俗话说好事不出门,坏事传千里,我这当然算坏事了,我没想让更多的人知道,可是一个一个朋友告知下来,老公就抱怨我“你怎么什么事都要搞得全世界都知道?像个小喇叭一样。”哎,我也不想这样广而告之啊,可是那些一直关心我的朋友我得让他们知道我这么多年来烦恼的病因到底是什么啊,何况朋友不就是在我无助的时候可以倾诉的对象吗?我儿子的干妈—我上海的同学一向是非常老成持重的人,她这些年一直忙于照料父母的病情,也是经受过很多风雨了。我告诉她病情似乎把心里的恐惧也释放出来了,同时也想听听她的意见和安慰。她在惊讶之后立即镇定地说“没关系的,只要手术能解决的病就不算大病,对不对?那让我们想想办法好了。”她的笃定也通过电话线传递给我。

我当然还要感谢北京帮我联系过检查的北京协和医科大的博士,如果不是她的导师第一次提出让我做核磁检查,如果不是这次她安顿我去做检查,我不知道还要在黑暗中摸索多久呢。同时,我也感谢了我的同事,是他几年来一直热心督促我不要大意,最好去北京检查,推荐了她老婆的博士朋友我才终于确诊。我兰州好朋友的妈妈是结核医院的前院长,这些年一直在和疾病做斗争,我也免不了要告诉好朋友,互相打气。她听了之后除了连声叹息的同情和安慰,不明白好人为什么都命运多舛呢?她也告诉我她在天津的舅舅是脑外科专家,曾经的天津一把刀,不过现在年龄大已经不上手术台了,但是可以咨询一下他,听听他的建议。那当然好了,我当即就让老公把光片和诊断书拍成照片电邮到天津。当天晚上就收到天津的回邮,“Itisatumorneedtooperation”,好有意思的老人啊。尽管我不认识那个单词tumor是什么意思,但也猜出来是肿瘤,需要手术无疑。

开颅手术到底是怎么做的?难道会把脑袋锯开?头皮掀起来?想想都毛骨悚然。我一向是嗜睡如命的人,可是那一夜似乎一直在做噩梦,处于半梦半醒之中。半夜醒来好几次无法安睡,好不容易捱到天亮去上班。

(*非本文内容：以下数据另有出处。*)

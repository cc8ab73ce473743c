//! Catalog collaborator
//!
//! The catalog owns everything that outlives a statement: variables,
//! deferred function definitions and user types. The compiler only reads
//! and registers entries through this trait.

use indexmap::IndexMap;
use relq_ast::Statement;
use relq_diagnostics::{ErrorCode, RQ0100, RQ0102, RQ0107, RQ0108, RQ0401, RQ0402};
use relq_types::{CallInfo, DataType, OverloadChain, OverloadError, Symbol, SymbolKind, UserType};
use thiserror::Error;

#[derive(Debug, Clone, PartialEq, Error)]
pub enum CatalogError {
    #[error(transparent)]
    Overload(#[from] OverloadError),

    #[error("'{name}' is not in the catalog")]
    NotFound { name: String },

    #[error("'{name}' is already defined as a {kind}")]
    KindConflict { name: String, kind: SymbolKind },

    #[error("catalog load failed: {reason}")]
    Load { reason: String },

    #[error("catalog save failed: {reason}")]
    Save { reason: String },
}

impl CatalogError {
    pub fn code(&self) -> ErrorCode {
        match self {
            Self::Overload(OverloadError::ArityConflict { .. }) => RQ0107,
            Self::Overload(OverloadError::ReturnTypeConflict { .. }) => RQ0108,
            Self::NotFound { .. } => RQ0100,
            Self::KindConflict { .. } => RQ0102,
            Self::Load { .. } => RQ0401,
            Self::Save { .. } => RQ0402,
        }
    }

    /// Raised by `load`/`save`, as opposed to a rejected definition
    pub fn is_system(&self) -> bool {
        matches!(self, Self::Load { .. } | Self::Save { .. })
    }
}

pub type CatalogResult<T = ()> = Result<T, CatalogError>;

pub trait Catalog {
    /// Find a catalog entry by name
    fn find_ident(&self, name: &str) -> Option<Symbol>;

    /// Insert or replace an entry
    fn add_catalog_entry(&mut self, symbol: Symbol) -> CatalogResult;

    /// Bind or rebind a variable
    fn add_variable(&mut self, name: &str, data_type: DataType) -> CatalogResult {
        if let Some(existing) = self.find_ident(name).filter(|s| s.kind != SymbolKind::Catalog) {
            return Err(CatalogError::KindConflict {
                name: name.to_string(),
                kind: existing.kind,
            });
        }
        self.add_catalog_entry(Symbol::new(name, SymbolKind::Catalog, data_type).mutable())
    }

    /// Register the first definition of a function
    fn add_deferred(&mut self, call: CallInfo) -> CatalogResult {
        let name = call.name.clone();
        self.add_catalog_entry(Symbol::callable(name, SymbolKind::Deferred, OverloadChain::single(call)))
    }

    /// Add a definition to an existing function, or create it
    fn add_overload(&mut self, call: CallInfo) -> CatalogResult {
        match self.find_ident(&call.name) {
            None => self.add_deferred(call),
            Some(mut symbol) if symbol.kind == SymbolKind::Deferred => {
                let chain = symbol.calls.get_or_insert_with(OverloadChain::new);
                chain.add_overload(call)?;
                self.add_catalog_entry(symbol)
            }
            Some(symbol) => Err(CatalogError::KindConflict {
                name: symbol.name,
                kind: symbol.kind,
            }),
        }
    }

    fn add_user_type(&mut self, user: UserType) -> CatalogResult {
        if let Some(existing) = self.find_ident(&user.name) {
            return Err(CatalogError::KindConflict {
                name: existing.name,
                kind: existing.kind,
            });
        }
        let name = user.name.clone();
        self.add_catalog_entry(Symbol::new(name, SymbolKind::UserType, DataType::user(user)))
    }

    /// Record what a compiled statement defines
    fn register(&mut self, statement: &Statement) -> CatalogResult {
        match statement {
            Statement::Expression(_) => Ok(()),
            Statement::Assign(assign) => self.add_variable(&assign.name, assign.value.data_type()),
            Statement::Define(def) => self.add_overload(def.call.clone()),
            Statement::TypeDef(user) => self.add_user_type(user.clone()),
        }
    }

    /// Restore persisted entries, returning how many were loaded
    fn load(&mut self) -> CatalogResult<usize>;

    /// Persist all entries, returning how many were saved
    fn save(&mut self) -> CatalogResult<usize>;
}

/// In-process catalog; `save` and `load` snapshot it in memory
#[derive(Debug, Clone, Default)]
pub struct MemoryCatalog {
    entries: IndexMap<String, Symbol>,
    snapshot: Option<IndexMap<String, Symbol>>,
}

impl MemoryCatalog {
    pub fn new() -> Self {
        Self::default()
    }

    pub fn len(&self) -> usize {
        self.entries.len()
    }

    pub fn is_empty(&self) -> bool {
        self.entries.is_empty()
    }

    pub fn get(&self, name: &str) -> Option<&Symbol> {
        self.entries.get(name)
    }

    pub fn iter(&self) -> impl Iterator<Item = &Symbol> {
        self.entries.values()
    }
}

impl Catalog for MemoryCatalog {
    fn find_ident(&self, name: &str) -> Option<Symbol> {
        self.entries.get(name).cloned()
    }

    fn add_catalog_entry(&mut self, symbol: Symbol) -> CatalogResult {
        log::debug!("catalog entry '{}' ({})", symbol.name, symbol.kind);
        self.entries.insert(symbol.name.clone(), symbol.at_level(0));
        Ok(())
    }

    fn load(&mut self) -> CatalogResult<usize> {
        let snapshot = self.snapshot.clone().ok_or_else(|| CatalogError::Load {
            reason: "no saved catalog".to_string(),
        })?;
        self.entries = snapshot;
        Ok(self.entries.len())
    }

    fn save(&mut self) -> CatalogResult<usize> {
        self.snapshot = Some(self.entries.clone());
        Ok(self.entries.len())
    }
}

#[cfg(test)]
mod tests {
    use super::*;
    use relq_types::CallKind;

    fn def(arg: DataType, ret: DataType) -> CallInfo {
        CallInfo::new("f", ret, CallKind::Deferred).arg("x", arg)
    }

    #[test]
    fn overloads_accumulate() {
        let mut catalog = MemoryCatalog::new();
        catalog.add_overload(def(DataType::Number, DataType::Number)).unwrap();
        catalog.add_overload(def(DataType::Text, DataType::Number)).unwrap();
        assert_eq!(catalog.get("f").unwrap().links().len(), 2);
    }

    #[test]
    fn conflicting_return_type_is_rejected() {
        let mut catalog = MemoryCatalog::new();
        catalog.add_overload(def(DataType::Number, DataType::Number)).unwrap();
        let err = catalog.add_overload(def(DataType::Text, DataType::Text)).unwrap_err();
        assert_eq!(err.code(), RQ0108);
        assert_eq!(catalog.get("f").unwrap().links().len(), 1);
    }

    #[test]
    fn variables_do_not_shadow_functions() {
        let mut catalog = MemoryCatalog::new();
        catalog.add_overload(def(DataType::Number, DataType::Number)).unwrap();
        let err = catalog.add_variable("f", DataType::Number).unwrap_err();
        assert!(matches!(err, CatalogError::KindConflict { .. }));
    }

    #[test]
    fn snapshot_roundtrip() {
        let mut catalog = MemoryCatalog::new();
        assert!(catalog.load().unwrap_err().is_system());
        catalog.add_variable("x", DataType::Number).unwrap();
        assert_eq!(catalog.save().unwrap(), 1);
        catalog.add_variable("y", DataType::Text).unwrap();
        assert_eq!(catalog.load().unwrap(), 1);
        assert!(catalog.get("y").is_none());
    }
}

我后来知道老公看了手术视频也一夜难眠,因为过于血腥,没敢叫醒让我看。网上说手术有1%的死亡率,30万分之一的发病率都遇上了,谁能保证手术万无一失呢?

遇上这种突如其来的事我想恐惧是难免的,我只是个胆小怕事的普通人。但我的恐惧也仅限于这一晚,此后的日子里我照样可以安眠。我没有抱怨命运之神为何如此待我,为什么偏偏是我遇到这样的事,比我这种病悲惨的事多了去了。我们每天看到的、听到的天灾人祸还少吗?这个世界从没有过一天的太平啊。很小的时候以为我们活在世上就是为了享受蓝天白云,享受甜蜜温暖,已经人到中年的我,知道活着远不是那么简单美好的享受。不管是甜还是苦,都是生活需要我们承受的滋味。糖是甜的,这我们都知道,能在五味杂陈里淡然处之,却需要平静的心态将生活之水一饮而下。既然命运已经这么安排了,除了学着坦然面对,还能怎么样呢?